De nouveau mue par la volonté de présenter des personnages féminins complexes à l’écran (Cf. Aurore, Zouzou etc.), Blandine Lenoir s’écarte cette fois de la fiction pour s’ancrer dans un arrière-plan historique porteur d’un discours beaucoup plus politique. Proposant un point de vue alternatif au récit historique national, le personnage d’Annie, parfaitement porté par Laure Calamy, représente cette voix des luttes subalternes qui a pendant trop longtemps été silencées malgré leur rôle décisif dans l’instauration de loi Veil en France. Le cinéma, en effet, ne manque pas de biopic sur Simone Veil. Et son combat historique riche reste primordial, certes, mais son traitement hégémonique en vient à camoufler les histoires dites “annexes” qui constituent elles aussi une part cruciale dans la lutte française.
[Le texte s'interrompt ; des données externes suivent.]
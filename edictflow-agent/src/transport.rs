//! Session transports
//!
//! A [`Connector`] opens one authenticated link to the controller and hands
//! the session client a pair of text-frame channels. Closing either side
//! closes the link: the incoming channel ends when the peer goes away, and
//! dropping the outgoing sender shuts the connection down.

use std::time::Duration;

use async_trait::async_trait;
use futures::{SinkExt, StreamExt};
use tokio::sync::mpsc;
use tokio_tungstenite::tungstenite::client::IntoClientRequest;
use tokio_tungstenite::tungstenite::http::HeaderValue;
use tokio_tungstenite::tungstenite::Message as WsMessage;
use tokio_util::sync::CancellationToken;

use crate::error::{AgentError, Result};

/// Frames buffered in each direction of a link
pub const LINK_BUFFER: usize = 256;

/// A live link: text frames out, text frames in
pub struct Link {
    pub outgoing: mpsc::Sender<String>,
    pub incoming: mpsc::Receiver<String>,
}

/// Opens links to the controller
#[async_trait]
pub trait Connector: Send + Sync {
    /// Backend name, for logs
    fn name(&self) -> &str;

    /// Open an authenticated link using bearer `token`
    async fn connect(&self, token: &str) -> Result<Link>;
}

// ═══════════════════════════════════════════════════════════════════════════
// WebSocket
// ═══════════════════════════════════════════════════════════════════════════

/// WebSocket link to the controller's session endpoint
pub struct WebSocketConnector {
    url: String,
    write_timeout: Duration,
}

impl WebSocketConnector {
    pub fn new(url: impl Into<String>, write_timeout: Duration) -> Self {
        Self {
            url: url.into(),
            write_timeout,
        }
    }
}

#[async_trait]
impl Connector for WebSocketConnector {
    fn name(&self) -> &str {
        "websocket"
    }

    async fn connect(&self, token: &str) -> Result<Link> {
        let mut request = self.url.as_str().into_client_request()?;
        let bearer = HeaderValue::from_str(&format!("Bearer {}", token))
            .map_err(|e| AgentError::Config(format!("credential is not a valid header: {}", e)))?;
        request.headers_mut().insert("authorization", bearer);

        let (socket, _) = tokio_tungstenite::connect_async(request).await?;
        tracing::debug!(url = %self.url, "websocket connected");
        let (mut sink, mut stream) = socket.split();

        let (out_tx, mut out_rx) = mpsc::channel::<String>(LINK_BUFFER);
        let (in_tx, in_rx) = mpsc::channel::<String>(LINK_BUFFER);
        let closed = CancellationToken::new();
        let write_timeout = self.write_timeout;

        let writer_closed = closed.clone();
        tokio::spawn(async move {
            loop {
                tokio::select! {
                    _ = writer_closed.cancelled() => break,
                    frame = out_rx.recv() => {
                        let Some(text) = frame else { break };
                        match tokio::time::timeout(write_timeout, sink.send(WsMessage::Text(text))).await {
                            Ok(Ok(())) => {}
                            Ok(Err(e)) => {
                                tracing::debug!(error = %e, "websocket write failed");
                                break;
                            }
                            Err(_) => {
                                tracing::warn!("websocket write deadline exceeded");
                                break;
                            }
                        }
                    }
                }
            }
            let _ = tokio::time::timeout(write_timeout, sink.send(WsMessage::Close(None))).await;
            writer_closed.cancel();
        });

        tokio::spawn(async move {
            loop {
                let frame = tokio::select! {
                    _ = closed.cancelled() => break,
                    frame = stream.next() => frame,
                };
                match frame {
                    Some(Ok(WsMessage::Text(text))) => {
                        if in_tx.send(text).await.is_err() {
                            break;
                        }
                    }
                    Some(Ok(WsMessage::Binary(bytes))) => match String::from_utf8(bytes) {
                        Ok(text) => {
                            if in_tx.send(text).await.is_err() {
                                break;
                            }
                        }
                        Err(_) => tracing::debug!("non-UTF-8 binary frame dropped"),
                    },
                    Some(Ok(WsMessage::Close(_))) | None => break,
                    // Pings are answered by the protocol layer
                    Some(Ok(_)) => {}
                    Some(Err(e)) => {
                        tracing::debug!(error = %e, "websocket read failed");
                        break;
                    }
                }
            }
            closed.cancel();
        });

        Ok(Link {
            outgoing: out_tx,
            incoming: in_rx,
        })
    }
}

// ═══════════════════════════════════════════════════════════════════════════
// In-memory
// ═══════════════════════════════════════════════════════════════════════════

/// The controller side of an in-memory link
pub struct MemoryPeer {
    /// Token the agent presented
    pub token: String,
    /// Frames to the agent
    pub to_agent: mpsc::Sender<String>,
    /// Frames from the agent
    pub from_agent: mpsc::Receiver<String>,
}

/// In-process connector; each successful connect hands a [`MemoryPeer`] to
/// the paired [`MemoryListener`]
pub struct MemoryConnector {
    peers: mpsc::UnboundedSender<MemoryPeer>,
    refusals: parking_lot::Mutex<u32>,
}

/// Receives the controller side of each in-memory link
pub struct MemoryListener {
    peers: mpsc::UnboundedReceiver<MemoryPeer>,
}

impl MemoryConnector {
    pub fn pair() -> (Self, MemoryListener) {
        let (tx, rx) = mpsc::unbounded_channel();
        (
            Self {
                peers: tx,
                refusals: parking_lot::Mutex::new(0),
            },
            MemoryListener { peers: rx },
        )
    }

    /// Fail the next `n` connection attempts
    pub fn refuse_next(&self, n: u32) {
        *self.refusals.lock() = n;
    }
}

#[async_trait]
impl Connector for MemoryConnector {
    fn name(&self) -> &str {
        "memory"
    }

    async fn connect(&self, token: &str) -> Result<Link> {
        {
            let mut refusals = self.refusals.lock();
            if *refusals > 0 {
                *refusals -= 1;
                return Err(AgentError::Transport("connection refused".into()));
            }
        }
        let (to_agent, incoming) = mpsc::channel(LINK_BUFFER);
        let (outgoing, from_agent) = mpsc::channel(LINK_BUFFER);
        self.peers
            .send(MemoryPeer {
                token: token.to_string(),
                to_agent,
                from_agent,
            })
            .map_err(|_| AgentError::Transport("listener closed".into()))?;
        Ok(Link { outgoing, incoming })
    }
}

impl MemoryListener {
    /// Next accepted link; `None` once the connector is dropped
    pub async fn accept(&mut self) -> Option<MemoryPeer> {
        self.peers.recv().await
    }
}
Ainsi, Blandine Lenoir arrive à nous offrir une nouvelle histoire. Elle met en lumière des récits jusqu’alors tapis dans l’ombre en reconstruisant les images manquantes de ces femmes et hommes et de leurs actions militantes réalisées pendant plus de 18 mois au sein du MLAC. Ce pari historique, voire pédagogique, est sûrement le mieux tenu du film, entremêlé par des archives de médias, une interview de Delphine Seyrig, des unes des journaux affichés dans les bureaux du MLAC, ainsi que de nombreuses scènes d’avortement (six au total). Annie Colère vient nous sortir de nos ignorances et idées reçues sur la réalité des avortement clandestins dans la France du 20ème siècle. Sans crainte des plans longs et soutenus Blandine Lenoir refaçonne une nouvelle image de l’avortement, des attentes qu’il sous-tend et de la diversité des parcours. Ces séquences, aux images lumineuses et à la chaleur inattendue, viennent briser les perceptions mortifères, tragiques voir lugubres que le cinéma, et autres idéologies, ont pu cultiver en nous. Moment de douceur et de sororité, où les femmes se soutiennent, se chantent des chansons, s’écoutent etc. ces séquences du films ne sont pas, comme ressenti au premier abord, une représentation purement manichéenne ou complaisante, mais bien un parti pris de dévoiler cette réalité trop souvent dissimulée où des avortements ne sont pas forcement des drames mais des soulagements, qui peuvent être douloureux tout en étant heureux.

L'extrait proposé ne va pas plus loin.